What is required — Would you please return the lines of the material that contain the word "sleep"?

====

impl SongSelector {
    pub fn new(
        tracks: Arc<dyn TrackSource>,
        previews: Arc<dyn PreviewSource>,
        options: SelectionOptions,
    ) -> Self {
        Self {
            tracks,
            previews,
            options,
        }
    }

    /// Pick a random playable song from the year range.
    ///
    /// Never returns a song whose id or dedup key is already in the played
    /// sets, and never one whose release year falls outside the range.
    /// Returns `None` once every year has been exhausted; the caller decides
    /// whether that means "range played out" or "range has nothing".
    pub async fn select_song(
        &self,
        start_year: i32,
        end_year: i32,
        played_ids: &HashSet<String>,
        played_keys: &HashSet<String>,
        genre_query: &str,
    ) -> Option<PlayableSong> {
        let mut years: Vec<i32> = (start_year..=end_year).collect();
        years.shuffle(&mut thread_rng());

        for year in years {
            let tracks = self.tracks.tracks_for_year(year, genre_query).await;
            if tracks.is_empty() {
                continue;
            }

            let mut available: Vec<TrackCandidate> = tracks
                .into_iter()
                .filter(|track| {
                    !played_ids.contains(&track.id)
                        && !played_keys.contains(&track.dedupe_key())
                        // A track surfaced under this chart year can still
                        // have a true release year outside the window.
                        && (start_year..=end_year).contains(&track.release_year)
                })
                .collect();

            if available.is_empty() {
                trace!(target: "selection", year, "no unplayed candidates for year");
                continue;
            }

            available.shuffle(&mut thread_rng());
            available.truncate(self.options.race_pool_size);

            debug!(target: "selection", year, pool = available.len(), "racing preview lookups");
            if let Some(song) = self.race_previews(available).await {
                return Some(song);
            }
        }

        debug!(target: "selection", start_year, end_year, "year range exhausted without a playable song");
        None
    }

    /// Runs bounded concurrent preview lookups over the pool and returns the
    /// first candidate that resolves a clip. Pool members that lose the race
    /// are not interrupted; their lookups run to completion in the background
    /// and populate the preview cache.
    async fn race_previews(&self, pool: Vec<TrackCandidate>) -> Option<PlayableSong> {
        let semaphore = Arc::new(Semaphore::new(self.options.max_concurrent_lookups));
        let (tx, mut rx) = mpsc::channel(pool.len().max(1));

        for candidate in pool {
            let previews = Arc::clone(&self.previews);
            let semaphore = Arc::clone(&semaphore);
            let tx = tx.clone();
            tokio::spawn(async move {
                let Ok(_permit) = semaphore.acquire_owned().await else {
                    return;
                };
                let preview = previews
                    .preview_url(&candidate.artist, &candidate.title)
                    .await;
                // The receiver is gone once a winner was picked; that is fine.
                let _ = tx.send((candidate, preview)).await;
            });
        }
        drop(tx);

        while let Some((candidate, preview)) = rx.recv().await {
            if let Some(preview_url) = preview {
                let external_url = self.tracks.external_url(&candidate.id);
                debug!(
                    target: "selection",
                    artist = %candidate.artist,
                    year = candidate.release_year,
                    "preview race won"
                );
                return Some(PlayableSong::from_candidate(
                    candidate,
                    preview_url,
                    external_url,
                ));
            }
        }

        None
    }
}

#[cfg(test)]
mod tests {
    use super::*;
    use rewindle_domain::dedupe_key;
    use std::collections::HashMap;
    use std::sync::Mutex;
    use std::time::Duration;

    struct StubTracks {
        by_year: HashMap<i32, Vec<TrackCandidate>>,
    }

    #[async_trait]
    impl TrackSource for StubTracks {
        async fn tracks_for_year(&self, year: i32, _genre_query: &str) -> Vec<TrackCandidate> {
            self.by_year.get(&year).cloned().unwrap_or_default()
        }

        fn external_url(&self, track_id: &str) -> String {
            format!("https://songs.example/{}", track_id)
        }
    }

    struct StubPreviews {
        previews: HashMap<String, String>,
        slow_keys: HashSet<String>,
        completed: Mutex<Vec<String>>,
    }

    impl StubPreviews {
        fn new(pairs: &[(&str, &str, &str)]) -> Self {
            Self {
                previews: pairs
                    .iter()
                    .map(|(artist, title, url)| (dedupe_key(artist, title), url.to_string()))
                    .collect(),
                slow_keys: HashSet::new(),
                completed: Mutex::new(Vec::new()),
            }
        }

        fn slow(mut self, artist: &str, title: &str) -> Self {
            self.slow_keys.insert(dedupe_key(artist, title));
            self
        }
    }

    #[async_trait]
    impl PreviewSource for StubPreviews {
        async fn preview_url(&self, artist: &str, title: &str) -> Option<String> {
            let key = dedupe_key(artist, title);
            if self.slow_keys.contains(&key) {
                tokio::time::sleep(Duration::from_millis(50)).await;
            }
            self.completed.lock().unwrap().push(key.clone());
            self.previews.get(&key).cloned()
        }
    }

    fn candidate(id: &str, artist: &str, title: &str, year: i32) -> TrackCandidate {
        TrackCandidate {
            id: id.to_string(),
            title: title.to_string(),
            artist: artist.to_string(),
            album: format!("{} Album", title),
            release_year: year,
            image_url: None,
            popularity: 80,
        }
    }

    fn selector(tracks: StubTracks, previews: Arc<StubPreviews>) -> SongSelector {
        SongSelector::new(Arc::new(tracks), previews, SelectionOptions::default())
    }

    #[tokio::test]
    async fn returns_candidate_with_resolved_preview() {
        let tracks = StubTracks {
            by_year: HashMap::from([(
                1999,
                vec![candidate("a", "Artist A", "Track A", 1999)],
            )]),
        };
        let previews = Arc::new(StubPreviews::new(&[(
            "Artist A",
            "Track A",
            "https://cdn.example/a.mp3",
        )]));
        let selector = selector(tracks, previews);

        let song = selector
            .select_song(1999, 1999, &HashSet::new(), &HashSet::new(), "")
            .await
            .unwrap();

        assert_eq!(song.id, "a");
        assert_eq!(song.preview_url, "https://cdn.example/a.mp3");
        assert_eq!(song.external_url, "https://songs.example/a");
    }

    #[tokio::test]
    async fn release_year_outside_range_is_rejected() {
        // Surfaced under the 1999 chart, but actually released in 1990.
        let tracks = StubTracks {
            by_year: HashMap::from([(
                1999,
                vec![
                    candidate("old", "Artist O", "Track O", 1990),
                    candidate("ok", "Artist A", "Track A", 1999),
                ],
            )]),
        };
        let previews = Arc::new(StubPreviews::new(&[
            ("Artist O", "Track O", "https://cdn.example/o.mp3"),
            ("Artist A", "Track A", "https://cdn.example/a.mp3"),
        ]));
        let selector = selector(tracks, previews);

        for _ in 0..10 {
            let song = selector
                .select_song(1995, 2005, &HashSet::new(), &HashSet::new(), "")
                .await
                .unwrap();
            assert_eq!(song.id, "ok");
        }
    }

    #[tokio::test]
    async fn played_songs_never_repeat_until_sets_reset() {
        let tracks = StubTracks {
            by_year: HashMap::from([(
                1999,
                vec![
                    candidate("a", "Artist A", "Track A", 1999),
                    candidate("b", "Artist B", "Track B", 1999),
                    candidate("c", "Artist C", "Track C", 1999),
                ],
            )]),
        };
        let previews = Arc::new(StubPreviews::new(&[
            ("Artist A", "Track A", "https://cdn.example/a.mp3"),
            ("Artist B", "Track B", "https://cdn.example/b.mp3"),
            ("Artist C", "Track C", "https://cdn.example/c.mp3"),
        ]));
        let selector = selector(tracks, previews);

        let mut played_ids = HashSet::new();
        let mut played_keys = HashSet::new();
        let mut seen = HashSet::new();

        for _ in 0..3 {
            let song = selector
                .select_song(1999, 1999, &played_ids, &played_keys, "")
                .await
                .unwrap();
            assert!(seen.insert(song.id.clone()), "song {} repeated", song.id);
            played_ids.insert(song.id.clone());
            played_keys.insert(song.dedupe_key.clone());
        }

        // All unique songs consumed; the range is now exhausted.
        let exhausted = selector
            .select_song(1999, 1999, &played_ids, &played_keys, "")
            .await;
        assert!(exhausted.is_none());
    }

    #[tokio::test]
    async fn dedupe_key_alone_blocks_a_reissue() {
        // Same song under a different catalog id: the key must block it.
        let tracks = StubTracks {
            by_year: HashMap::from([(
                1999,
                vec![candidate("reissue-id", "Artist A", "Track A", 1999)],
            )]),
        };
        let previews = Arc::new(StubPreviews::new(&[(
            "Artist A",
            "Track A",
            "https://cdn.example/a.mp3",
        )]));
        let selector = selector(tracks, previews);

        let played_keys = HashSet::from([dedupe_key("Artist A", "Track A")]);
        let song = selector
            .select_song(1999, 1999, &HashSet::new(), &played_keys, "")
            .await;
        assert!(song.is_none());
    }

    #[tokio::test]
    async fn empty_years_are_skipped_until_one_yields() {
        let tracks = StubTracks {
            by_year: HashMap::from([(2002, vec![candidate("a", "Artist A", "Track A", 2002)])]),
        };
        let previews = Arc::new(StubPreviews::new(&[(
            "Artist A",
            "Track A",
            "https://cdn.example/a.mp3",
        )]));
        let selector = selector(tracks, previews);

        let song = selector
            .select_song(2000, 2005, &HashSet::new(), &HashSet::new(), "")
            .await
            .unwrap();
        assert_eq!(song.release_year, 2002);
    }

    #[tokio::test]
    async fn losing_lookups_run_to_completion() {
        let tracks = StubTracks {
            by_year: HashMap::from([(
                1999,
                vec![
                    candidate("fast", "Artist A", "Track A", 1999),
                    candidate("slow", "Artist B", "Track B", 1999),
                ],
            )]),
        };
        let previews = Arc::new(
            StubPreviews::new(&[("Artist A", "Track A", "https://cdn.example/a.mp3")])
                .slow("Artist B", "Track B"),
        );
        let selector = SongSelector::new(
            Arc::new(tracks),
            Arc::clone(&previews) as Arc<dyn PreviewSource>,
            SelectionOptions::default(),
        );

        let song = selector
            .select_song(1999, 1999, &HashSet::new(), &HashSet::new(), "")
            .await
            .unwrap();
        assert_eq!(song.id, "fast");

        // The loser was not cancelled; give it time to finish and observe
        // that its lookup completed (which is what warms the preview cache).
        tokio::time::sleep(Duration::from_millis(150)).await;
        let completed = previews.completed.lock().unwrap();
        assert!(completed.contains(&dedupe_key("Artist B", "Track B")));
    }

    #[tokio::test]
    async fn race_pool_is_bounded() {
        let pool: Vec<TrackCandidate> = (0..50)
            .map(|i| candidate(&format!("t{}", i), &format!("Artist {}", i), "Track", 1999))
            .collect();
        let tracks = StubTracks {
            by_year: HashMap::from([(1999, pool)]),
        };
        // No previews at all, so every pool member gets looked up.
        let previews = Arc::new(StubPreviews::new(&[]));
        let selector = SongSelector::new(
            Arc::new(tracks),
            Arc::clone(&previews) as Arc<dyn PreviewSource>,
            SelectionOptions {
                race_pool_size: 8,
                max_concurrent_lookups: 4,
            },
        );

        let song = selector
            .select_song(1999, 1999, &HashSet::new(), &HashSet::new(), "")
            .await;
        assert!(song.is_none());
        assert_eq!(previews.completed.lock().unwrap().len(), 8);
    }
}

====

Written answer —
                tokio::time::sleep(Duration::from_millis(50)).await;
        tokio::time::sleep(Duration::from_millis(150)).await;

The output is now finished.